##### Data for the task

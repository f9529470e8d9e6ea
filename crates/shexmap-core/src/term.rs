// SPDX-License-Identifier: Apache-2.0
// © James Ross Ω FLYING•ROBOTS <https://github.com/flyingrobots>
//! Moves between the subject and object positions of oxrdf terms.
use oxrdf::{NamedOrBlankNode, Term};

/// Object-position form of a subject.
pub fn subject_term(subject: &NamedOrBlankNode) -> Term {
    match subject {
        NamedOrBlankNode::NamedNode(node) => Term::NamedNode(node.clone()),
        NamedOrBlankNode::BlankNode(node) => Term::BlankNode(node.clone()),
    }
}

/// Subject-position form of `term`, or `None` for literals.
pub fn term_subject(term: &Term) -> Option<NamedOrBlankNode> {
    match term {
        Term::NamedNode(node) => Some(NamedOrBlankNode::NamedNode(node.clone())),
        Term::BlankNode(node) => Some(NamedOrBlankNode::BlankNode(node.clone())),
        _ => None,
    }
}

##########

#### Exercise prompt
All records above need to be set down again exactly as written.

#### Answer section
repository f9529470e8d9e6ea
filename crates/shexmap-core/src/term.rs
// SPDX-License-Identifier: Apache-2.0
// © James Ross Ω FLYING•ROBOTS <https://github.com/flyingrobots>
//! Moves between the subject and object positions of oxrdf terms.
use oxrdf::{NamedOrBlankNode, Term};

/// Object-position form of a subject.
pub fn subject_term(subject: &NamedOrBlankNode) -> Term {
    match subject {
        NamedOrBlankNode::NamedNode(node) => Term::NamedNode(node.clone()),
        NamedOrBlankNode::BlankNode(node) => Term::BlankNode(node.clone()),
    }
}

/// Subject-position form of `term`, or `None` for literals.
pub fn term_subject(term: &Term) -> Option<NamedOrBlankNode> {
    match term {
        Term::NamedNode(node) => Some(NamedOrBlankNode::NamedNode(node.clone())),
        Term::BlankNode(node) => Some(NamedOrBlankNode::BlankNode(node.clone())),
        _ => None,
    }
}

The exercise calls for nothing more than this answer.